Description of the task: Look through the entries below. Report each line that has the word "them" in it.

Stored data entries:
----
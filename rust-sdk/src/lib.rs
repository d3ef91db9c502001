//! The Rust SDK for Innovation Engine, a platform for running server-defined UI experiments
//! inside host applications.
//!
//! # Overview
//!
//! The SDK revolves around a [`Client`] that fetches server-defined experiments (HTML/JS
//! documents representing UI variants) from the loader server and renders them in an embedded
//! web surface provided by the host. Fetching results in an [`Experiment`] being returned,
//! ready to be rendered with [`Client::start_experiment()`].
//!
//! ```
//! # use innovation_engine::ClientConfig;
//! let client = ClientConfig::from_loader_server("https://your-instance.innovation-club.net")
//!     .client_id("install-42")
//!     .to_client();
//! ```
//!
//! # Rendering and the message bridge
//!
//! The SDK does not embed a webview itself. The host implements [`RenderSurface`] over whatever
//! webview its UI toolkit provides, registers [`CHANNELS`] on it, and routes posted messages to
//! [`BridgeSession::on_message`]. [`Client::start_experiment()`] wires a [`BridgeSession`] to
//! the surface and returns a [`CloseSignal`] that resolves with the content's [`CloseEvent`]
//! once the content asks to be closed.
//!
//! # Fonts
//!
//! Custom fonts registered with [`Client::add_font()`] are injected into rendered content when
//! the content asks for them. Registration is idempotent and may continue while experiments are
//! on screen.
//!
//! # Error Handling
//!
//! Errors are represented by the [`Error`] enum.
//!
//! In production, it is recommended to treat fetch errors as "no experiment to show" and fall
//! back to the host's built-in UI, as experiment delivery should not be critical enough to cause
//! system crashes. However, the returned errors are valuable for debugging and usually indicate
//! that developer's attention is needed.
//!
//! # Logging
//!
//! The package uses the [`log`](https://docs.rs/log/latest/log/) crate for logging
//! messages. Consider integrating a `log`-compatible logger implementation for better visibility
//! into SDK operations.
//!
//! # Examples
//!
//! Examples can be found in the
//! [examples directory](https://github.com/innovation-club/rust-sdk/tree/main/rust-sdk/examples)
//! of the `innovation-engine` crate repository.

#![warn(rustdoc::missing_crate_level_docs)]
#![warn(missing_docs)]

mod client;
mod config;

#[doc(inline)]
pub use innovation_engine_core::{
    bridge::{
        BridgeMessage, BridgeSession, CloseEvent, CloseSignal, RenderSurface, CHANNELS,
        CLOSE_WEB_VIEW_CHANNEL, SET_FONTS_CHANNEL,
    },
    experiment_fetcher::TreatmentOverride,
    fonts::FontAsset,
    Environment, Error, Experiment, Result,
};

pub use client::Client;
pub use config::ClientConfig;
----
Solution for this problem:
//! documents representing UI variants) from the loader server and renders them in an embedded
//! the content asks for them. Registration is idempotent and may continue while experiments are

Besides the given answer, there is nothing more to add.